Anyway so somebody phoned up and made an appointment and came from Social, their finance department, and wanted to see all Joe’s, you know, all Joe’s income any health, you know any insurances he had, they wanted to know in detail what our, what our outgoings were. She didn’t really want to know anything about my income and what I’d got; she did, or she, maybe she did want to know about my income, I don’t remember that. But anyway I had to get all the paper, everything sorted out for her. Very pleasant lady, about two hours she was, she was here.

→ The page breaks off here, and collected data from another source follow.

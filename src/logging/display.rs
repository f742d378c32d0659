//! Command-line logger
use super::chunk::{ByTime, ChunkLogger, ChunkSummary, SummaryWriter};
use super::{LogError, LogValue, StatsLogger};
use std::fmt;
use std::time::Duration;
use yansi::Paint;

/// Logger that displays time-chunked summaries on standard output.
#[derive(Debug, Clone, PartialEq)]
pub struct DisplayLogger(ChunkLogger<DisplayBackend>);

impl DisplayLogger {
    #[inline]
    pub fn new(chunker: ByTime) -> Self {
        Self(ChunkLogger::new(chunker, DisplayBackend))
    }
}

impl Default for DisplayLogger {
    fn default() -> Self {
        Self::new(ByTime::default())
    }
}

impl StatsLogger for DisplayLogger {
    #[inline]
    fn group_start(&mut self) {
        self.0.group_start()
    }
    #[inline]
    fn group_log(&mut self, name: &'static str, value: LogValue) -> Result<(), LogError> {
        self.0.group_log(name, value)
    }
    #[inline]
    fn group_end(&mut self) {
        self.0.group_end()
    }
    #[inline]
    fn flush(&mut self) {
        self.0.flush()
    }
}

/// Logging backend that displays summaries on standard output.
#[derive(Debug, Default, Copy, Clone, PartialEq, Eq, Hash)]
pub struct DisplayBackend;

impl SummaryWriter for DisplayBackend {
    fn write_summaries<'a, I>(&mut self, summaries: I, elapsed: Duration)
    where
        I: Iterator<Item = (&'static str, &'a ChunkSummary)>,
    {
        println!();
        for (name, summary) in summaries {
            println!(
                "{:<24} {}",
                Paint::fixed(35, name),
                DisplaySummary {
                    summary,
                    elapsed: &elapsed
                }
            );
        }
    }
}

#[derive(Debug)]
struct DisplaySummary<'a> {
    summary: &'a ChunkSummary,
    elapsed: &'a Duration,
}

impl<'a> fmt::Display for DisplaySummary<'a> {
    fn fmt(&self, f: &mut fmt::Formatter) -> fmt::Result {
        match self.summary {
            ChunkSummary::Counter {
                increment,
                initial_value,
            } => write!(
                f,
                "{}  (+{})",
                initial_value + increment,
                Paint::fixed(253, increment)
            ),
            ChunkSummary::Duration { stats } => {
                if let Some(mean) = stats.mean() {
                    write!(f, "{:.4?}", Duration::from_secs_f64(mean))?;
                    if let (true, Some(stddev)) = (stats.count() > 1, stats.stddev()) {
                        let stddev = format!("(σ {:.4?})", Duration::from_secs_f64(stddev));
                        write!(f, " {}", Paint::fixed(8, stddev))?;
                    }
                    let share = format!("{:.2}%", mean / self.elapsed.as_secs_f64() * 100.0);
                    write!(f, " {}", Paint::fixed(221, share))?;
                }
                Ok(())
            }
            ChunkSummary::Scalar { stats } => {
                if let Some(mean) = stats.mean() {
                    write!(f, "{:.3}", mean)?;
                    if let (true, Some(stddev)) = (stats.count() > 1, stats.stddev()) {
                        write!(f, " {}", Paint::fixed(8, format!("(σ {:.3})", stddev)))?;
                    }
                }
                Ok(())
            }
        }
    }
}

#[cfg(test)]
mod tests {
    use super::*;
    use crate::utils::stats::OnlineMeanVariance;

    #[test]
    fn display_scalar_summary() {
        Paint::disable();
        let summary = ChunkSummary::Scalar {
            stats: [1.0, 3.0].into_iter().collect::<OnlineMeanVariance<f64>>(),
        };
        let elapsed = Duration::from_secs(1);
        let text = DisplaySummary {
            summary: &summary,
            elapsed: &elapsed,
        }
        .to_string();
        assert_eq!(text, "2.000 (σ 1.000)");
    }

    #[test]
    fn display_counter_summary() {
        Paint::disable();
        let summary = ChunkSummary::Counter {
            increment: 3,
            initial_value: 4,
        };
        let elapsed = Duration::from_secs(1);
        let text = DisplaySummary {
            summary: &summary,
            elapsed: &elapsed,
        }
        .to_string();
        assert_eq!(text, "7  (+3)");
    }
}
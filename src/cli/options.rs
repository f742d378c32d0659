//! Command-line options
use crate::agent::Feedback;
use clap::{Args, Parser, Subcommand};
use std::path::PathBuf;

#[derive(Parser, Debug)]
#[clap(
    version,
    author,
    about,
    after_help = "Runs over the built-in toy simulator; --toy configures its world."
)]
pub struct Options {
    #[clap(long, global = true)]
    /// Agent configuration JSON file. Defaults are used when absent.
    pub config: Option<PathBuf>,

    #[clap(long, global = true)]
    /// Toy world configuration JSON file
    pub toy: Option<PathBuf>,

    #[clap(long, global = true, default_value = "1")]
    /// Random seed for model initialization and sampling
    pub seed: i64,

    #[clap(long, global = true)]
    /// Run on the CPU even if CUDA is available
    pub cpu: bool,

    #[clap(subcommand)]
    pub command: Command,
}

#[derive(Subcommand, Debug)]
pub enum Command {
    /// Train the agent
    Train(TrainOptions),
    /// Roll out one trajectory per instruction
    Eval(EvalOptions),
    /// Search for multiple candidate paths per instruction
    Search(SearchOptions),
}

#[derive(Args, Debug)]
pub struct TrainOptions {
    #[clap(long, default_value = "1000")]
    /// Number of training iterations
    pub iters: usize,

    #[clap(long, default_value = "sample")]
    /// Training feedback: teacher or sample
    pub feedback: Feedback,

    #[clap(long, default_value = "100")]
    /// Iterations between checkpoints
    pub save_every: usize,

    #[clap(long)]
    /// Directory for TensorBoard event files
    pub log_dir: Option<PathBuf>,

    #[clap(long)]
    /// Checkpoint directory; resumed from when it holds a manifest
    pub checkpoint: Option<PathBuf>,
}

#[derive(Args, Debug)]
pub struct EvalOptions {
    #[clap(long, default_value = "argmax")]
    /// Action selection: teacher, argmax or sample
    pub feedback: Feedback,

    #[clap(long)]
    /// Number of batches; one pass over the episodes when absent
    pub iters: Option<usize>,

    #[clap(long)]
    /// Checkpoint directory to load
    pub checkpoint: Option<PathBuf>,

    #[clap(long)]
    /// Output JSON file for the trajectories
    pub results: Option<PathBuf>,
}

#[derive(Args, Debug)]
pub struct SearchOptions {
    #[clap(long, default_value = "5")]
    /// Finished paths to collect per instruction
    pub candidates: usize,

    #[clap(long, default_value = "300")]
    /// Maximum expansion rounds per batch
    pub max_rounds: usize,

    #[clap(long)]
    /// Number of batches; one pass over the episodes when absent
    pub iters: Option<usize>,

    #[clap(long)]
    /// Checkpoint directory to load
    pub checkpoint: Option<PathBuf>,

    #[clap(long)]
    /// Output JSON file for the search results
    pub results: Option<PathBuf>,
}
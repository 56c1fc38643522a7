use super::error::ConfigError;

/// The closed range [min, max] a box covers along one dimension.
#[derive(Debug, Clone, Copy, PartialEq)]
pub struct Extent {
    pub min: f64,
    pub max: f64,
}

impl Extent {
    pub fn new(min: f64, max: f64) -> Self {
        Self { min, max }
    }

    pub fn width(&self) -> f64 {
        self.max - self.min
    }

    /// NaN is never contained
    pub fn contains(&self, value: f64) -> bool {
        value >= self.min && value <= self.max
    }

    /// Position of boundary `index` when this extent is cut into `n_cells` cells.
    ///
    /// Boundary 0 is exactly `min` and boundary `n_cells` is exactly `max`, so the
    /// outer edges of the cells never drift away from the parent's edges.
    pub fn boundary(&self, index: usize, n_cells: usize) -> f64 {
        if index == 0 {
            self.min
        } else if index >= n_cells {
            self.max
        } else {
            self.min + self.width() * (index as f64 / n_cells as f64)
        }
    }

    /// The extent of cell `index` out of `n_cells`
    pub fn cell(&self, index: usize, n_cells: usize) -> Self {
        Self {
            min: self.boundary(index, n_cells),
            max: self.boundary(index + 1, n_cells),
        }
    }

    /// Find the cell which holds `value`.
    ///
    /// Cells are half-open `[lo, hi)` except the last, which is closed. Values outside
    /// the extent are clamped into the first or last cell. The initial guess from the
    /// cell width is corrected against `boundary` so the result always agrees with the
    /// extents handed out by `cell`.
    pub fn cell_index(&self, value: f64, n_cells: usize) -> usize {
        let last = n_cells.saturating_sub(1);
        let guess = ((value - self.min) / self.width() * n_cells as f64).floor();
        let mut index = if guess.is_nan() || guess < 0.0 {
            0
        } else if guess >= last as f64 {
            last
        } else {
            guess as usize
        };
        while index > 0 && value < self.boundary(index, n_cells) {
            index -= 1;
        }
        while index < last && value >= self.boundary(index + 1, n_cells) {
            index += 1;
        }
        index
    }

    /// Turn a flat min,max,min,max,... list into per dimension extents
    pub fn from_flat<const ND: usize>(flat: &[f64]) -> Result<[Extent; ND], ConfigError> {
        if flat.len() != ND * 2 {
            return Err(ConfigError::InvalidConfiguration(format!(
                "{} extents were given; expected a min and max for each of the {} dimensions",
                flat.len(),
                ND
            )));
        }
        let mut extents = [Extent::new(0.0, 0.0); ND];
        for (dim, extent) in extents.iter_mut().enumerate() {
            *extent = Extent::new(flat[dim * 2], flat[dim * 2 + 1]);
        }
        validate_extents(&extents)?;
        Ok(extents)
    }
}

pub fn validate_extents(extents: &[Extent]) -> Result<(), ConfigError> {
    for (dim, extent) in extents.iter().enumerate() {
        if !extent.min.is_finite() || !extent.max.is_finite() || extent.min >= extent.max {
            return Err(ConfigError::InvalidConfiguration(format!(
                "Extent of dimension {dim} must have finite min < max, found [{}, {}]",
                extent.min, extent.max
            )));
        }
        if !extent.width().is_finite() {
            return Err(ConfigError::InvalidConfiguration(format!(
                "Extent of dimension {dim} is too wide, found [{}, {}]",
                extent.min, extent.max
            )));
        }
    }
    Ok(())
}
use serde::{Deserialize, Serialize};
use std::fmt::Display;
use std::str::FromStr;

use super::error::ConfigError;

/// The output space events are projected into by the event converter
#[derive(Debug, Clone, Copy, PartialEq, Eq, Default, Serialize, Deserialize)]
pub enum OutputFrame {
    #[default]
    #[serde(rename = "Q (lab frame)")]
    QLab,
    #[serde(rename = "Q (sample frame)")]
    QSample,
    #[serde(rename = "HKL")]
    HKL,
}

/// Tag describing the coordinate system of a finished box structure
#[derive(Debug, Clone, Copy, PartialEq, Eq, Default)]
pub enum SpecialCoordinateSystem {
    #[default]
    None,
    QLab,
    QSample,
    HKL,
}

/// Descriptive metadata of the output dimensions. Only used for labeling.
#[derive(Debug, Clone, PartialEq, Default)]
pub struct FrameInformation {
    pub dimension_names: Vec<String>,
    pub coordinate_system: SpecialCoordinateSystem,
    pub unit: String,
}

impl OutputFrame {
    /// Create the frame information for an `n_dims` output space.
    ///
    /// The first three dimensions take the frame's names; any further dimensions are
    /// named by index.
    pub fn create_frame(&self, n_dims: usize) -> FrameInformation {
        let (names, coordinate_system, unit) = match self {
            Self::QLab => (
                ["Q_lab_x", "Q_lab_y", "Q_lab_z"],
                SpecialCoordinateSystem::QLab,
                "Å^-1",
            ),
            Self::QSample => (
                ["Q_sample_x", "Q_sample_y", "Q_sample_z"],
                SpecialCoordinateSystem::QSample,
                "Å^-1",
            ),
            Self::HKL => (["H", "K", "L"], SpecialCoordinateSystem::HKL, "r.l.u."),
        };
        let dimension_names = (0..n_dims)
            .map(|dim| match names.get(dim) {
                Some(name) => String::from(*name),
                None => format!("dim_{dim}"),
            })
            .collect();
        FrameInformation {
            dimension_names,
            coordinate_system,
            unit: String::from(unit),
        }
    }
}

impl FromStr for OutputFrame {
    type Err = ConfigError;
    fn from_str(s: &str) -> Result<Self, Self::Err> {
        match s {
            "Q (lab frame)" => Ok(Self::QLab),
            "Q (sample frame)" => Ok(Self::QSample),
            "HKL" => Ok(Self::HKL),
            _ => Err(ConfigError::InvalidConfiguration(format!(
                "Unknown output dimensions {s}"
            ))),
        }
    }
}

impl Display for OutputFrame {
    fn fmt(&self, f: &mut std::fmt::Formatter<'_>) -> std::fmt::Result {
        match self {
            Self::QLab => write!(f, "Q (lab frame)"),
            Self::QSample => write!(f, "Q (sample frame)"),
            Self::HKL => write!(f, "HKL"),
        }
    }
}
/// A single weighted point in the ND output space.
///
/// Events are plain values. They are never mutated once created; all aggregation
/// happens on the boxes which hold them.
#[derive(Debug, Clone, Copy, PartialEq)]
pub struct MDEvent<const ND: usize> {
    coordinates: [f64; ND],
    signal: f64,
    error_squared: f64,
}

impl<const ND: usize> MDEvent<ND> {
    pub fn new(coordinates: [f64; ND], signal: f64, error_squared: f64) -> Self {
        Self {
            coordinates,
            signal,
            error_squared,
        }
    }

    /// An event with unit weight, as produced for raw (uncorrected) detector events
    pub fn unweighted(coordinates: [f64; ND]) -> Self {
        Self::new(coordinates, 1.0, 1.0)
    }

    pub fn coordinates(&self) -> &[f64; ND] {
        &self.coordinates
    }

    pub fn coordinate(&self, dim: usize) -> f64 {
        self.coordinates[dim]
    }

    pub fn signal(&self) -> f64 {
        self.signal
    }

    pub fn error_squared(&self) -> f64 {
        self.error_squared
    }

    /// Size of one event in memory; used for buffer size reporting
    pub const fn size_bytes() -> usize {
        std::mem::size_of::<Self>()
    }
}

If property or money is given away, for example to children, this could be judged as something called ‘deprivation of assets’. This is where people deliberately reduce their assets to try to avoid paying for care. Some people believe there is a seven year time limit so that if assets are given away but care is not needed for at least seven years, that’s okay. But this is incorrect. There is no set time limit and everybody’s circumstances are different. Gifting money or property can also be subject to taxation. 

Sometimes other family members who are not a spouse or partner carry on living in the home. This becomes quite complicated. Anyone in this situation would need to get information from the local council about their individual circumstances. Frances found herself in this situation. Her dad lived with her and her family when he first needed care. Later, when he moved into a care home he had a financial assessment. Because her dad part-owned the house this was counted as capital.

 

Frances owned a house with her father which made the financial assessment complicated.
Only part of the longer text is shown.